# [DESCRIPTION OF THE TASK]
With nothing added or dropped, copy the data that follows exactly.

# [EXERCISE DATA]
//! Customer routes.
//!
//! Open to the customer themself and to the business they belong to.

use axum::extract::{Path, Query, State};
use axum::Json;
use serde::{Deserialize, Serialize};
use ts_rs::TS;
use tuzo_core::{Customer, ReferralCode, ReferralSummary, Visit};
use tuzo_db::DEFAULT_HISTORY_LIMIT;

use crate::error::{ApiError, ApiResult};
use crate::extract::Caller;
use crate::SharedState;

/// Largest visit history a caller may ask for.
const MAX_HISTORY_LIMIT: u32 = 500;

/// A customer with balances rendered in the display currency.
#[derive(Debug, Clone, PartialEq, Serialize, TS)]
#[ts(export)]
pub struct CustomerView {
    #[serde(flatten)]
    pub customer: Customer,
    /// What the point balance is worth, e.g. "KES 45".
    pub points_value_display: String,
    pub total_spent_display: String,
}

/// Limit for visit history.
#[derive(Debug, Default, Deserialize)]
pub struct HistoryQuery {
    pub limit: Option<u32>,
}

/// Loads a customer and checks the caller may see them.
async fn authorized_customer(
    state: &SharedState,
    caller: &Caller,
    customer_id: &str,
) -> ApiResult<Customer> {
    let customer = state
        .db
        .directory()
        .get_customer(customer_id)
        .await?
        .ok_or_else(|| ApiError::not_found("Customer", customer_id))?;

    caller.require_customer(&customer)?;
    Ok(customer)
}

/// `GET /customers/{id}`
pub async fn get(
    State(state): State<SharedState>,
    caller: Caller,
    Path(customer_id): Path<String>,
) -> ApiResult<Json<CustomerView>> {
    let customer = authorized_customer(&state, &caller, &customer_id).await?;
    let rules = state.ledger.rules();

    let view = CustomerView {
        points_value_display: rules
            .render_points_value(customer.points)
            .map_err(tuzo_db::LedgerError::from)?,
        total_spent_display: rules
            .render_money(customer.total_spent())
            .map_err(tuzo_db::LedgerError::from)?,
        customer,
    };

    Ok(Json(view))
}

/// `GET /customers/{id}/visits`
pub async fn visits(
    State(state): State<SharedState>,
    caller: Caller,
    Path(customer_id): Path<String>,
    Query(query): Query<HistoryQuery>,
) -> ApiResult<Json<Vec<Visit>>> {
    authorized_customer(&state, &caller, &customer_id).await?;

    let limit = query
        .limit
        .unwrap_or(DEFAULT_HISTORY_LIMIT)
        .clamp(1, MAX_HISTORY_LIMIT);

    Ok(Json(state.ledger.visit_history(&customer_id, limit).await?))
}

/// `POST /customers/{id}/referral-code`
pub async fn referral_code(
    State(state): State<SharedState>,
    caller: Caller,
    Path(customer_id): Path<String>,
) -> ApiResult<Json<ReferralCode>> {
    authorized_customer(&state, &caller, &customer_id).await?;
    Ok(Json(
        state.ledger.get_or_create_referral_code(&customer_id).await?,
    ))
}

/// `GET /customers/{id}/referrals`
pub async fn referrals(
    State(state): State<SharedState>,
    caller: Caller,
    Path(customer_id): Path<String>,
) -> ApiResult<Json<ReferralSummary>> {
    authorized_customer(&state, &caller, &customer_id).await?;
    Ok(Json(state.ledger.referral_summary(&customer_id).await?))
}
//! Request extractors.
//!
//! ## Principal Resolution
//! ```text
//! ┌─────────────────────────────────────────────────────────────────────────┐
//! │  Identity gateway ──► x-tuzo-principal: business:<id>                  │
//! │                                         customer:<id>                  │
//! │                                         (absent)  → Unassigned         │
//! │                                │                                        │
//! │                                ▼                                        │
//! │                    Caller(Principal) in the handler                    │
//! └─────────────────────────────────────────────────────────────────────────┘
//! ```
//!
//! The header is trusted; the gateway strips it from inbound traffic.

use axum::extract::{FromRequest, FromRequestParts, Request};
use axum::http::request::Parts;
use axum::Json;
use serde::de::DeserializeOwned;
use tuzo_core::{Customer, Principal};

use crate::error::{ApiError, ApiResult};

/// Header carrying the authenticated principal.
pub const PRINCIPAL_HEADER: &str = "x-tuzo-principal";

/// The principal making the request.
#[derive(Debug, Clone, PartialEq, Eq)]
pub struct Caller(pub Principal);

impl Caller {
    /// Requires the caller to be the owner of `business_id`.
    pub fn require_business(&self, business_id: &str) -> ApiResult<()> {
        if self.0.acts_for_business(business_id) {
            Ok(())
        } else {
            Err(ApiError::forbidden(format!(
                "{} may not act for business {}",
                self.0, business_id
            )))
        }
    }

    /// Requires the caller to be `customer` or their business.
    pub fn require_customer(&self, customer: &Customer) -> ApiResult<()> {
        if self.0.may_access_customer(customer) {
            Ok(())
        } else {
            Err(ApiError::forbidden(format!(
                "{} may not access customer {}",
                self.0, customer.id
            )))
        }
    }
}

impl<S> FromRequestParts<S> for Caller
where
    S: Send + Sync,
{
    type Rejection = ApiError;

    async fn from_request_parts(parts: &mut Parts, _state: &S) -> Result<Self, Self::Rejection> {
        let Some(value) = parts.headers.get(PRINCIPAL_HEADER) else {
            return Ok(Caller(Principal::Unassigned));
        };

        let value = value
            .to_str()
            .map_err(|_| ApiError::bad_request("x-tuzo-principal must be ASCII"))?;

        Ok(Caller(value.parse::<Principal>()?))
    }
}

/// `Json` whose rejections use the API error body.
#[derive(Debug, Clone)]
pub struct ApiJson<T>(pub T);

impl<S, T> FromRequest<S> for ApiJson<T>
where
    T: DeserializeOwned,
    S: Send + Sync,
{
    type Rejection = ApiError;

    async fn from_request(req: Request, state: &S) -> Result<Self, Self::Rejection> {
        let Json(value) = Json::<T>::from_request(req, state).await?;
        Ok(ApiJson(value))
    }
}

# [ANSWER AREA]
//! Customer routes.
//!
//! Open to the customer themself and to the business they belong to.

use axum::extract::{Path, Query, State};
use axum::Json;
use serde::{Deserialize, Serialize};
use ts_rs::TS;
use tuzo_core::{Customer, ReferralCode, ReferralSummary, Visit};
use tuzo_db::DEFAULT_HISTORY_LIMIT;

use crate::error::{ApiError, ApiResult};
use crate::extract::Caller;
use crate::SharedState;

/// Largest visit history a caller may ask for.
const MAX_HISTORY_LIMIT: u32 = 500;

/// A customer with balances rendered in the display currency.
#[derive(Debug, Clone, PartialEq, Serialize, TS)]
#[ts(export)]
pub struct CustomerView {
    #[serde(flatten)]
    pub customer: Customer,
    /// What the point balance is worth, e.g. "KES 45".
    pub points_value_display: String,
    pub total_spent_display: String,
}

/// Limit for visit history.
#[derive(Debug, Default, Deserialize)]
pub struct HistoryQuery {
    pub limit: Option<u32>,
}

/// Loads a customer and checks the caller may see them.
async fn authorized_customer(
    state: &SharedState,
    caller: &Caller,
    customer_id: &str,
) -> ApiResult<Customer> {
    let customer = state
        .db
        .directory()
        .get_customer(customer_id)
        .await?
        .ok_or_else(|| ApiError::not_found("Customer", customer_id))?;

    caller.require_customer(&customer)?;
    Ok(customer)
}

/// `GET /customers/{id}`
pub async fn get(
    State(state): State<SharedState>,
    caller: Caller,
    Path(customer_id): Path<String>,
) -> ApiResult<Json<CustomerView>> {
    let customer = authorized_customer(&state, &caller, &customer_id).await?;
    let rules = state.ledger.rules();

    let view = CustomerView {
        points_value_display: rules
            .render_points_value(customer.points)
            .map_err(tuzo_db::LedgerError::from)?,
        total_spent_display: rules
            .render_money(customer.total_spent())
            .map_err(tuzo_db::LedgerError::from)?,
        customer,
    };

    Ok(Json(view))
}

/// `GET /customers/{id}/visits`
pub async fn visits(
    State(state): State<SharedState>,
    caller: Caller,
    Path(customer_id): Path<String>,
    Query(query): Query<HistoryQuery>,
) -> ApiResult<Json<Vec<Visit>>> {
    authorized_customer(&state, &caller, &customer_id).await?;

    let limit = query
        .limit
        .unwrap_or(DEFAULT_HISTORY_LIMIT)
        .clamp(1, MAX_HISTORY_LIMIT);

    Ok(Json(state.ledger.visit_history(&customer_id, limit).await?))
}

/// `POST /customers/{id}/referral-code`
pub async fn referral_code(
    State(state): State<SharedState>,
    caller: Caller,
    Path(customer_id): Path<String>,
) -> ApiResult<Json<ReferralCode>> {
    authorized_customer(&state, &caller, &customer_id).await?;
    Ok(Json(
        state.ledger.get_or_create_referral_code(&customer_id).await?,
    ))
}

/// `GET /customers/{id}/referrals`
pub async fn referrals(
    State(state): State<SharedState>,
    caller: Caller,
    Path(customer_id): Path<String>,
) -> ApiResult<Json<ReferralSummary>> {
    authorized_customer(&state, &caller, &customer_id).await?;
    Ok(Json(state.ledger.referral_summary(&customer_id).await?))
}
//! Request extractors.
//!
//! ## Principal Resolution
//! ```text
//! ┌─────────────────────────────────────────────────────────────────────────┐
//! │  Identity gateway ──► x-tuzo-principal: business:<id>                  │
//! │                                         customer:<id>                  │
//! │                                         (absent)  → Unassigned         │
//! │                                │                                        │
//! │                                ▼                                        │
//! │                    Caller(Principal) in the handler                    │
//! └─────────────────────────────────────────────────────────────────────────┘
//! ```
//!
//! The header is trusted; the gateway strips it from inbound traffic.

use axum::extract::{FromRequest, FromRequestParts, Request};
use axum::http::request::Parts;
use axum::Json;
use serde::de::DeserializeOwned;
use tuzo_core::{Customer, Principal};

use crate::error::{ApiError, ApiResult};

/// Header carrying the authenticated principal.
pub const PRINCIPAL_HEADER: &str = "x-tuzo-principal";

/// The principal making the request.
#[derive(Debug, Clone, PartialEq, Eq)]
pub struct Caller(pub Principal);

impl Caller {
    /// Requires the caller to be the owner of `business_id`.
    pub fn require_business(&self, business_id: &str) -> ApiResult<()> {
        if self.0.acts_for_business(business_id) {
            Ok(())
        } else {
            Err(ApiError::forbidden(format!(
                "{} may not act for business {}",
                self.0, business_id
            )))
        }
    }

    /// Requires the caller to be `customer` or their business.
    pub fn require_customer(&self, customer: &Customer) -> ApiResult<()> {
        if self.0.may_access_customer(customer) {
            Ok(())
        } else {
            Err(ApiError::forbidden(format!(
                "{} may not access customer {}",
                self.0, customer.id
            )))
        }
    }
}

impl<S> FromRequestParts<S> for Caller
where
    S: Send + Sync,
{
    type Rejection = ApiError;

    async fn from_request_parts(parts: &mut Parts, _state: &S) -> Result<Self, Self::Rejection> {
        let Some(value) = parts.headers.get(PRINCIPAL_HEADER) else {
            return Ok(Caller(Principal::Unassigned));
        };

        let value = value
            .to_str()
            .map_err(|_| ApiError::bad_request("x-tuzo-principal must be ASCII"))?;

        Ok(Caller(value.parse::<Principal>()?))
    }
}

/// `Json` whose rejections use the API error body.
#[derive(Debug, Clone)]
pub struct ApiJson<T>(pub T);

impl<S, T> FromRequest<S> for ApiJson<T>
where
    T: DeserializeOwned,
    S: Send + Sync,
{
    type Rejection = ApiError;

    async fn from_request(req: Request, state: &S) -> Result<Self, Self::Rejection> {
        let Json(value) = Json::<T>::from_request(req, state).await?;
        Ok(ApiJson(value))
    }
}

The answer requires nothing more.